Пассажир подвернулся сразу: пятница, непогода, предновогодняя суета - когда еще выпадет такой день? Снега насыпало столько, что конкурентов у Зимина не было: город стоял в пробках.
Он халтурил до полуночи, набрал почти тысячу рублей и подумывал пойти к кому-нибудь выпить, но мобильник сдох, а прежде стоило позвонить и выяснить, кто готов оставить его переночевать. Зимин, конечно, заехал к другу детства, но не застал его дома, постоял на вонючей лестнице, нажимая кнопку звонка, и подумал, что среди ночи мама не будет устраивать сцен. А переночевать у родителей можно и без предупреждения.
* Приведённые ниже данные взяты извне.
//! Generated demo data: bright discs on a shaded background and their segmentation

use std::collections::{HashMap, HashSet};

use image::{DynamicImage, GrayImage, ImageBuffer, Luma};
use imageproc::contrast::otsu_level;
use imageproc::distance_transform::Norm;
use imageproc::morphology::close;
use imageproc::region_labelling::{connected_components, Connectivity};

use crate::labels::LabelMap;
use crate::overlay::{Opacity, OverlayRaster};
use crate::palette::LabelPalette;
use crate::raster::Raster;

const WIDTH: u32 = 240;
const HEIGHT: u32 = 160;

/// (center x, center y, radius, brightness)
const DISCS: [(f32, f32, f32, f32); 13] = [
    (40.0, 30.0, 14.0, 180.0),
    (90.0, 30.0, 12.0, 200.0),
    (140.0, 30.0, 16.0, 170.0),
    (190.0, 30.0, 13.0, 210.0),
    (40.0, 80.0, 15.0, 190.0),
    (90.0, 80.0, 11.0, 220.0),
    (140.0, 80.0, 14.0, 175.0),
    (190.0, 80.0, 16.0, 195.0),
    (40.0, 130.0, 12.0, 205.0),
    (90.0, 130.0, 16.0, 185.0),
    (140.0, 130.0, 13.0, 215.0),
    (190.0, 130.0, 15.0, 180.0),
    // cut by the border, removed during segmentation
    (236.0, 152.0, 12.0, 200.0),
];

/// A grey image and the labels found in it
#[derive(Clone, Debug)]
pub struct TestData {
    pub image: Raster,
    pub labels: LabelMap,
}

impl TestData {
    pub fn generate() -> Self {
        Self::from_gray(synthetic_discs(WIDTH, HEIGHT))
    }

    /// Segment an arbitrary grey image
    pub fn from_gray(gray: GrayImage) -> Self {
        let labels = segment(&gray);
        Self {
            image: Raster::from_dynamic(DynamicImage::ImageLuma8(gray)),
            labels,
        }
    }

    /// Fully opaque colored labels, transparent background
    pub fn overlay(&self, palette: LabelPalette) -> OverlayRaster {
        OverlayRaster::render(&self.labels, Opacity::OPAQUE, palette)
    }
}

fn synthetic_discs(width: u32, height: u32) -> GrayImage {
    ImageBuffer::from_fn(width, height, |x, y| {
        let (fx, fy) = (x as f32, y as f32);
        let mut value = 40.0 + 50.0 * fx / width as f32;
        for (cx, cy, radius, level) in DISCS {
            if (fx - cx).hypot(fy - cy) <= radius {
                value = level;
            }
        }
        Luma([value as u8])
    })
}

/// Otsu threshold, 3x3 closing, border clearing, 8-connected labelling
fn segment(gray: &GrayImage) -> LabelMap {
    let level = otsu_level(gray);
    let mut binary = gray.clone();
    for p in binary.pixels_mut() {
        *p = if p.0[0] > level { Luma([255]) } else { Luma([0]) };
    }
    let closed = close(&binary, Norm::LInf, 1);
    let mut components = connected_components(&closed, Connectivity::Eight, Luma([0u8]));

    let (w, h) = components.dimensions();
    let touching: HashSet<u32> = components
        .enumerate_pixels()
        .filter(|(x, y, p)| p.0[0] != 0 && (*x == 0 || *y == 0 || *x == w - 1 || *y == h - 1))
        .map(|(_, _, p)| p.0[0])
        .collect();

    // Renumber survivors 1, 2, ... in scan order
    let mut remap = HashMap::new();
    let mut next = 0u32;
    for p in components.pixels_mut() {
        let label = p.0[0];
        p.0[0] = if label == 0 || touching.contains(&label) {
            0
        } else {
            *remap.entry(label).or_insert_with(|| {
                next += 1;
                next
            })
        };
    }

    LabelMap::from_image(&components)
}
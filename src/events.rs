//! Pointer events in image space and the handlers registered for them

use std::fmt;

/// A location in the base image's pixel grid.
///
/// `x` is the column and `y` the row, so code indexing a raster by
/// (row, column) has to swap them. Points outside the image are not clamped.
#[derive(Clone, Copy, Debug, PartialEq)]
pub struct ImagePoint {
    pub x: f32,
    pub y: f32,
}

impl ImagePoint {
    pub fn new(x: f32, y: f32) -> Self {
        Self { x, y }
    }

    /// Row index (floor of `y`)
    pub fn row(&self) -> i64 {
        self.y.floor() as i64
    }

    /// Column index (floor of `x`)
    pub fn column(&self) -> i64 {
        self.x.floor() as i64
    }
}

impl From<egui::Pos2> for ImagePoint {
    fn from(p: egui::Pos2) -> Self {
        Self { x: p.x, y: p.y }
    }
}

/// Mouse buttons that produce coordinate events
#[derive(Clone, Copy, Debug, PartialEq, Eq, Hash)]
pub enum MouseButton {
    Left,
    Right,
}

impl MouseButton {
    pub fn from_pointer(button: egui::PointerButton) -> Option<Self> {
        match button {
            egui::PointerButton::Primary => Some(MouseButton::Left),
            egui::PointerButton::Secondary => Some(MouseButton::Right),
            _ => None,
        }
    }
}

#[derive(Clone, Copy, Debug, PartialEq, Eq, Hash)]
pub enum ClickKind {
    Pressed,
    Released,
    DoubleClicked,
}

/// One of the six coordinate events (button x kind)
#[derive(Clone, Copy, Debug, PartialEq, Eq, Hash)]
pub struct ViewerEvent {
    pub button: MouseButton,
    pub kind: ClickKind,
}

impl ViewerEvent {
    pub const LEFT_PRESSED: Self = Self::new(MouseButton::Left, ClickKind::Pressed);
    pub const LEFT_RELEASED: Self = Self::new(MouseButton::Left, ClickKind::Released);
    pub const LEFT_DOUBLE_CLICKED: Self = Self::new(MouseButton::Left, ClickKind::DoubleClicked);
    pub const RIGHT_PRESSED: Self = Self::new(MouseButton::Right, ClickKind::Pressed);
    pub const RIGHT_RELEASED: Self = Self::new(MouseButton::Right, ClickKind::Released);
    pub const RIGHT_DOUBLE_CLICKED: Self = Self::new(MouseButton::Right, ClickKind::DoubleClicked);

    pub const ALL: [Self; 6] = [
        Self::LEFT_PRESSED,
        Self::LEFT_RELEASED,
        Self::LEFT_DOUBLE_CLICKED,
        Self::RIGHT_PRESSED,
        Self::RIGHT_RELEASED,
        Self::RIGHT_DOUBLE_CLICKED,
    ];

    pub const fn new(button: MouseButton, kind: ClickKind) -> Self {
        Self { button, kind }
    }

    /// camelCase name used by the JavaScript API, e.g. "leftPressed"
    pub fn name(&self) -> &'static str {
        match (self.button, self.kind) {
            (MouseButton::Left, ClickKind::Pressed) => "leftPressed",
            (MouseButton::Left, ClickKind::Released) => "leftReleased",
            (MouseButton::Left, ClickKind::DoubleClicked) => "leftDoubleClicked",
            (MouseButton::Right, ClickKind::Pressed) => "rightPressed",
            (MouseButton::Right, ClickKind::Released) => "rightReleased",
            (MouseButton::Right, ClickKind::DoubleClicked) => "rightDoubleClicked",
        }
    }

    pub fn from_name(name: &str) -> Option<Self> {
        Self::ALL.into_iter().find(|e| e.name() == name)
    }
}

impl fmt::Display for ViewerEvent {
    fn fmt(&self, f: &mut fmt::Formatter<'_>) -> fmt::Result {
        f.write_str(self.name())
    }
}

/// Identifies a registered handler so it can be removed again
#[derive(Clone, Copy, Debug, PartialEq, Eq, Hash)]
pub struct HandlerId(u64);

type Handler = Box<dyn FnMut(ImagePoint)>;

/// Synchronous observer list. Handlers for an event run in registration order.
#[derive(Default)]
pub struct EventBus {
    handlers: Vec<(HandlerId, ViewerEvent, Handler)>,
    next_id: u64,
}

impl EventBus {
    pub fn new() -> Self {
        Self::default()
    }

    pub fn on(&mut self, event: ViewerEvent, handler: impl FnMut(ImagePoint) + 'static) -> HandlerId {
        self.next_id += 1;
        let id = HandlerId(self.next_id);
        self.handlers.push((id, event, Box::new(handler)));
        id
    }

    /// Returns false if the id was not registered
    pub fn remove(&mut self, id: HandlerId) -> bool {
        let before = self.handlers.len();
        self.handlers.retain(|(hid, _, _)| *hid != id);
        self.handlers.len() != before
    }

    pub fn clear(&mut self) {
        self.handlers.clear();
    }

    pub fn handler_count(&self, event: ViewerEvent) -> usize {
        self.handlers.iter().filter(|(_, e, _)| *e == event).count()
    }

    /// Invoke every handler registered for `event`
    pub fn emit(&mut self, event: ViewerEvent, point: ImagePoint) {
        for (_, _, handler) in self.handlers.iter_mut().filter(|(_, e, _)| *e == event) {
            handler(point);
        }
    }
}

impl fmt::Debug for EventBus {
    fn fmt(&self, f: &mut fmt::Formatter<'_>) -> fmt::Result {
        f.debug_struct("EventBus")
            .field("handlers", &self.handlers.len())
            .finish()
    }
}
Да и подарки лежали в багажнике…
Стекла запотевали несмотря на включенную печку, снег таял на лобовом стекле, замерзал под дворниками и забивал их льдом. Они скрипели не переставая, но видимость от этого лучше не становилась. Зимин в который раз притормозил, включил аварийку и вышел из машины - почистить дворники. Это заняло не больше двух минут - тем временем стекло засыпал плотный слой снега. Уходя из дома, Зимин не думал о штормовом предупреждении, надел легкие узкие ботинки вместо зимних сапог - и досадовал не на себя, а на непогоду и заодно на тещу с тестем. Да и кожаная куртка в такой мороз и ветер была не самой подходящей одеждой.
Он сбросил снег с плеч и тряхнул головой: на волосах остались липкие ледышки. За городом мороз был покрепче городского - или это подморозило к ночи? Зимин поспешил сесть в машину, кинув на заднее сиденье скребок и тряпку, и потер закоченевшие руки.
На их заводишке, дышащем на ладан, за время кризиса сократили почти четверть рабочих и подбирались к ИТРам. Ради этого хозяин-немец сменил слабохарактерного, но знающего дело директора на «топ-менеджера», специалиста по антикризисному управлению, который тут же получил среди рабочих кличку «пиджак», потому что ходил по цехам в костюме. Зимин был самым молодым конструктором в отделе, но при старом директоре сокращения не боялся: в отделе никто не разбирался в компьютерах лучше него. «Пиджак» же словно нарочно появился на заводе, чтобы изводить Зимина. Впрочем, изводил он не одного Зимина, и в курилке только и говорили о том, какие коленца выкидывает новый директор.
В первые дни своей работы он повстречал Зимина в бухгалтерии - у них как всегда не работал банк-клиент. Каждый раз Зимин думал, что число способов сломать хорошую вещь ограничено, и каждый раз бухгалтерия убеждала его в обратном.
- Я только случайно нажала на кнопку «Да», когда он спросил что-то про архив… - лепетала очаровательная бухгалтерша.
- Да ну? Только нажала, и больше ничего? - поиздевался Зимин, но она не оценила его сарказма.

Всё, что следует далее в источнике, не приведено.